Dr. Khan has teamed with Zamplo in a new study called G.R.I.T (Getting global Rare disease Insights through Technology, funded by Alberta Innovates.

It is the first app-based clinical trial in Canada for patients with metabolic disorders, specifically Fabry disease, a rare condition that causes chronic pain.

“This app is an attempt to try to get real-world experience on what patients are actually doing,” says Dr. Khan, who is also an adjunct professor at the University of Calgary’s Cumming School of Medicine.

“Somebody could be using massage therapy, somebody could be using yoga, somebody could be using Tylenol No. 3s, and we want to get real-world data on what they’re using to treat their pain.”

Research often relies on data from pharmaceutical companies’ clinical trials, but if there is no clinical trial, there is no good means of collecting that information, he says.
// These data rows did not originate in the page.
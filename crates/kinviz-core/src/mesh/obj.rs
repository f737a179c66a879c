//! OBJ decoding

use std::io::{BufReader, Cursor};

use crate::error::MeshError;

use super::RawMesh;

/// Decode Wavefront OBJ bytes, merging all models into one mesh.
///
/// Material libraries are not resolved; only geometry is kept.
pub fn decode_obj(bytes: &[u8]) -> Result<RawMesh, MeshError> {
    let mut reader = BufReader::new(Cursor::new(bytes));
    let (models, _materials) =
        tobj::load_obj_buf(&mut reader, &tobj::GPU_LOAD_OPTIONS, |_| {
            Err(tobj::LoadError::OpenFileFailed)
        })
        .map_err(|e| MeshError::Parse(e.to_string()))?;

    let mut mesh = RawMesh::default();
    for model in models {
        let base = mesh.vertices.len() as u32;
        mesh.vertices.extend(
            model
                .mesh
                .positions
                .chunks_exact(3)
                .map(|p| [p[0], p[1], p[2]]),
        );
        mesh.indices
            .extend(model.mesh.indices.iter().map(|i| i + base));
    }
    Ok(mesh)
}
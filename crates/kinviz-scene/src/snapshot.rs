//! Serializable export of node state for the shell

use kinviz_core::JointValues;
use serde::{Deserialize, Serialize};
use uuid::Uuid;

/// Exported state of one node
#[derive(Debug, Clone, PartialEq, Serialize, Deserialize)]
pub struct NodeSnapshot {
    pub link: String,
    /// Link-to-world transform, column major
    pub transform: [[f64; 4]; 4],
    pub visible: bool,
    pub highlighted: bool,
    pub color: [f32; 4],
    pub frame_visible: bool,
    /// Visuals replaced by the fallback marker
    pub fallback_visuals: usize,
}

/// Exported scene state
#[derive(Debug, Clone, PartialEq, Serialize, Deserialize)]
pub struct SceneSnapshot {
    pub model: Option<String>,
    pub generation: Uuid,
    pub joint_values: JointValues,
    pub nodes: Vec<NodeSnapshot>,
    pub paths: Vec<String>,
    pub contacts: usize,
    pub workspace_points: usize,
}

impl SceneSnapshot {
    pub fn node(&self, link: &str) -> Option<&NodeSnapshot> {
        self.nodes.iter().find(|n| n.link == link)
    }

    pub fn to_json(&self) -> Result<String, serde_json::Error> {
        serde_json::to_string_pretty(self)
    }
}
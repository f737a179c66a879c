//! Annotation layers: overlays keyed by caller ids, independent of links

mod contacts;
mod frames;
mod paths;
mod workspace;

pub use contacts::*;
pub use frames::*;
pub use paths::*;
pub use workspace::*;

/// All annotation layers of a scene
#[derive(Debug, Clone)]
pub struct Annotations {
    pub paths: PathLayer,
    pub contacts: ContactLayer,
    pub frames: FrameLayer,
    pub workspace: WorkspaceLayer,
}

impl Annotations {
    pub fn new(frame_size: f32) -> Self {
        Self {
            paths: PathLayer::new(),
            contacts: ContactLayer::new(),
            frames: FrameLayer::new(frame_size),
            workspace: WorkspaceLayer::new(),
        }
    }

    pub fn clear(&mut self) {
        self.paths.clear();
        self.contacts.clear();
        self.frames.clear();
        self.workspace.hide();
    }
}
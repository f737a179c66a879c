//! Loaded model catalogue: links, joints and their visual geometry

mod tree;

pub use tree::*;

use glam::DVec3;
use serde::{Deserialize, Serialize};

use crate::types::{Geometry, JointLimits, JointMimic, JointType, RigidTransform};

/// One visual element of a link
#[derive(Debug, Clone, PartialEq, Serialize, Deserialize)]
pub struct VisualGeometry {
    pub name: Option<String>,
    pub geometry: Geometry,
    /// Offset of the geometry relative to the link frame
    pub origin: RigidTransform,
    /// Material color (RGBA), if the model specifies one
    pub color: Option<[f32; 4]>,
}

impl VisualGeometry {
    pub fn new(geometry: Geometry) -> Self {
        Self {
            name: None,
            geometry,
            origin: RigidTransform::IDENTITY,
            color: None,
        }
    }

    pub fn with_origin(mut self, origin: RigidTransform) -> Self {
        self.origin = origin;
        self
    }

    pub fn with_color(mut self, color: [f32; 4]) -> Self {
        self.color = Some(color);
        self
    }
}

/// A rigid body of the kinematic model
#[derive(Debug, Clone, PartialEq, Serialize, Deserialize)]
pub struct Link {
    pub name: String,
    /// Ordered visual geometry entries
    pub visuals: Vec<VisualGeometry>,
}

impl Link {
    pub fn new(name: impl Into<String>) -> Self {
        Self {
            name: name.into(),
            visuals: Vec::new(),
        }
    }

    pub fn with_visual(mut self, visual: VisualGeometry) -> Self {
        self.visuals.push(visual);
        self
    }
}

/// A joint connecting two links, referenced by name
#[derive(Debug, Clone, PartialEq, Serialize, Deserialize)]
pub struct Joint {
    pub name: String,
    pub joint_type: JointType,
    pub parent_link: String,
    pub child_link: String,
    /// Transform from parent link frame to joint frame
    pub origin: RigidTransform,
    /// Joint axis in the joint frame
    pub axis: DVec3,
    pub limits: Option<JointLimits>,
    pub mimic: Option<JointMimic>,
}

impl Joint {
    /// Create a new fixed joint
    pub fn fixed(
        name: impl Into<String>,
        parent: impl Into<String>,
        child: impl Into<String>,
        origin: RigidTransform,
    ) -> Self {
        Self {
            name: name.into(),
            joint_type: JointType::Fixed,
            parent_link: parent.into(),
            child_link: child.into(),
            origin,
            axis: DVec3::Z,
            limits: None,
            mimic: None,
        }
    }

    /// Create a new revolute joint
    pub fn revolute(
        name: impl Into<String>,
        parent: impl Into<String>,
        child: impl Into<String>,
        origin: RigidTransform,
        axis: DVec3,
        limits: JointLimits,
    ) -> Self {
        Self {
            name: name.into(),
            joint_type: JointType::Revolute,
            parent_link: parent.into(),
            child_link: child.into(),
            origin,
            axis: axis.normalize_or_zero(),
            limits: Some(limits),
            mimic: None,
        }
    }

    /// Create a new prismatic joint
    pub fn prismatic(
        name: impl Into<String>,
        parent: impl Into<String>,
        child: impl Into<String>,
        origin: RigidTransform,
        axis: DVec3,
        limits: JointLimits,
    ) -> Self {
        Self {
            joint_type: JointType::Prismatic,
            ..Self::revolute(name, parent, child, origin, axis, limits)
        }
    }

    /// Create a new continuous joint
    pub fn continuous(
        name: impl Into<String>,
        parent: impl Into<String>,
        child: impl Into<String>,
        origin: RigidTransform,
        axis: DVec3,
    ) -> Self {
        Self {
            joint_type: JointType::Continuous,
            limits: None,
            ..Self::revolute(name, parent, child, origin, axis, JointLimits::default())
        }
    }

    /// Set mimic configuration to follow another joint
    pub fn with_mimic(mut self, mimic: JointMimic) -> Self {
        self.mimic = Some(mimic);
        self
    }

    /// Local motion produced by this joint at the given position
    pub fn motion(&self, position: f64) -> RigidTransform {
        match self.joint_type {
            JointType::Revolute | JointType::Continuous => {
                RigidTransform::from_axis_angle(self.axis, position)
            }
            JointType::Prismatic => RigidTransform::from_translation(self.axis * position),
            // Floating/planar would need more DOFs
            JointType::Fixed | JointType::Floating | JointType::Planar => {
                RigidTransform::IDENTITY
            }
        }
    }
}
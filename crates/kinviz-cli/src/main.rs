//! kinviz headless entry point
//!
//! Loads a URDF into a scene, applies a joint state, optionally checks
//! contacts and samples the workspace, then writes the scene snapshot.

use std::path::PathBuf;
use std::sync::Arc;

use anyhow::{Context, Result, bail};
use clap::{Parser, ValueEnum};
use kinviz_core::{JointValues, PoseLibrary, UrdfEnvironment};
use kinviz_scene::{SceneConfig, SceneContext, normalized_distance_scalars};

#[derive(Debug, Clone, Copy, PartialEq, Eq, ValueEnum)]
enum ColorBy {
    /// Yoshikawa manipulability at each sample
    Manipulability,
    /// Distance from the cloud centroid
    Distance,
}

#[derive(Debug, Parser)]
#[command(name = "kinviz", version, about = "Build a robot scene and export its snapshot")]
struct Args {
    /// URDF model to load
    model: PathBuf,

    /// Scene configuration (RON)
    #[arg(long)]
    config: Option<PathBuf>,

    /// Joint state as a JSON object of joint name to value
    #[arg(long)]
    state: Option<PathBuf>,

    /// Pose library (JSON) to read `--pose` from
    #[arg(long, requires = "pose")]
    poses: Option<PathBuf>,

    /// Named pose applied after `--state`
    #[arg(long, requires = "poses")]
    pose: Option<String>,

    /// Run the contact test at the final pose
    #[arg(long)]
    contacts: bool,

    /// Contact margin in meters
    #[arg(long, default_value_t = 0.0)]
    margin: f64,

    /// Number of workspace samples
    #[arg(long, requires = "tcp")]
    workspace: Option<usize>,

    /// Link whose origin is sampled
    #[arg(long)]
    tcp: Option<String>,

    /// Trace the kinematic chain from this link to `--tcp`
    #[arg(long, requires = "tcp")]
    fk_chain: Option<String>,

    #[arg(long, value_enum, default_value_t = ColorBy::Manipulability)]
    color_by: ColorBy,

    /// RNG seed, overriding the config
    #[arg(long)]
    seed: Option<u64>,

    /// Where to write the snapshot; stdout when omitted
    #[arg(long, short)]
    out: Option<PathBuf>,
}

fn main() -> Result<()> {
    use tracing_subscriber::{layer::SubscriberExt, util::SubscriberInitExt};

    tracing_subscriber::registry()
        .with(
            tracing_subscriber::EnvFilter::try_from_default_env()
                .unwrap_or_else(|_| "kinviz=info,kinviz_core=info,kinviz_scene=info".into()),
        )
        .with(tracing_subscriber::fmt::layer().with_writer(std::io::stderr))
        .init();

    run(Args::parse())
}

fn run(args: Args) -> Result<()> {
    let mut config = match &args.config {
        Some(path) => SceneConfig::load(path)
            .with_context(|| format!("reading config {}", path.display()))?,
        None => SceneConfig::default(),
    };
    if args.seed.is_some() {
        config.sampling_seed = args.seed;
    }

    let mut env = UrdfEnvironment::from_urdf_file(&args.model)
        .with_context(|| format!("loading {}", args.model.display()))?;
    if args.contacts {
        env = env.with_contact_checking(args.margin);
    }

    let mut scene = SceneContext::new(config);
    scene.load(Arc::new(env))?;
    let fallbacks: usize = scene.registry().nodes().map(|n| n.warnings.len()).sum();
    tracing::info!(
        links = scene.registry().len(),
        fallbacks,
        "Scene ready"
    );

    if let Some(path) = &args.state {
        let text = std::fs::read_to_string(path)
            .with_context(|| format!("reading joint state {}", path.display()))?;
        let values: JointValues = serde_json::from_str(&text)
            .with_context(|| format!("parsing joint state {}", path.display()))?;
        scene.apply(&values)?;
    }

    if let (Some(path), Some(name)) = (&args.poses, &args.pose) {
        let library = PoseLibrary::load_from_file(path)?;
        let Some(values) = library.load(name) else {
            bail!("pose {name:?} not found in {}", path.display());
        };
        scene.apply(values)?;
    }

    if let Some(tcp) = &args.tcp {
        scene.set_tcp_link(Some(tcp.as_str()))?;
        let pose = scene.tcp_pose(&JointValues::new(), tcp)?;
        scene.place_tcp_marker(&pose)?;
        tracing::info!(link = %tcp, position = ?pose.translation, "TCP");
        if let Some(base) = &args.fk_chain {
            scene.trace_fk_chain(base, tcp)?;
        }
    }

    if args.contacts {
        let contacts = scene.check_contacts()?;
        for contact in &contacts {
            tracing::info!(
                a = %contact.link_names[0],
                b = %contact.link_names[1],
                distance = contact.distance,
                "Contact"
            );
        }
    }

    if let (Some(n_samples), Some(tcp)) = (args.workspace, &args.tcp) {
        let request = scene.workspace_request(tcp, n_samples)?;
        let job = scene.spawn_workspace_sampling(request)?;
        let result = job.join()?;
        tracing::info!(
            points = result.points().len(),
            skipped = result.samples.skipped,
            singular = result.manipulability.unavailable(),
            "Workspace sampled"
        );
        match args.color_by {
            ColorBy::Manipulability => scene.show_workspace_result(result)?,
            ColorBy::Distance => {
                let points = result.samples.points;
                let scalars = normalized_distance_scalars(&points, None);
                let size = scene.config().workspace_point_size;
                scene.show_workspace(points, scalars, size)?;
            }
        }
    }

    let json = scene.snapshot().to_json()?;
    match &args.out {
        Some(path) => {
            std::fs::write(path, json)
                .with_context(|| format!("writing snapshot {}", path.display()))?;
            tracing::info!(path = %path.display(), "Snapshot written");
        }
        None => println!("{json}"),
    }
    Ok(())
}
Patients who enroll in the clinical study will be asked to track their symptoms and medications, as well as non-pharmaceutical treatments. They will also be able to download information from personal health trackers, such as heart rate or exercise. Some will act as a control group, reporting to the doctors as per usual.

“We hope to be able to see this patient was taking more pain medications. Did it actually help relieve the pain?”

This type of detailed tracking has been a breakthrough in diseases such as childhood leukemia, which has gone from an 80-per-cent mortality rate to an 80-per-cent survival rate in part because of this kind of data, he says.

“Trying to track this real-world evidence is something that’s emerging as a way to help patients cope with their conditions, rather than waiting for clinical trials,” Dr. Khan says

A tool such as Zamplo, used globally, also has the potential to provide access to a much more statistically significant sample for research, he says.

The founders of Zamplo certainly envision using AI to analyze and connect anonymized health data on a large scale, leading to medical breakthroughs and invaluable public-health insights.

Fabry disease, for example, affects about 450 people in Canada. That may not be enough for a proper statistical comparison, Dr. Khan says.

“But there are, we would estimate, more than 6,000 cases in the world. Now you increase your patient base by including all patients with Fabry disease around the world.”

That has the statistical heft to lead to breakthroughs, he says.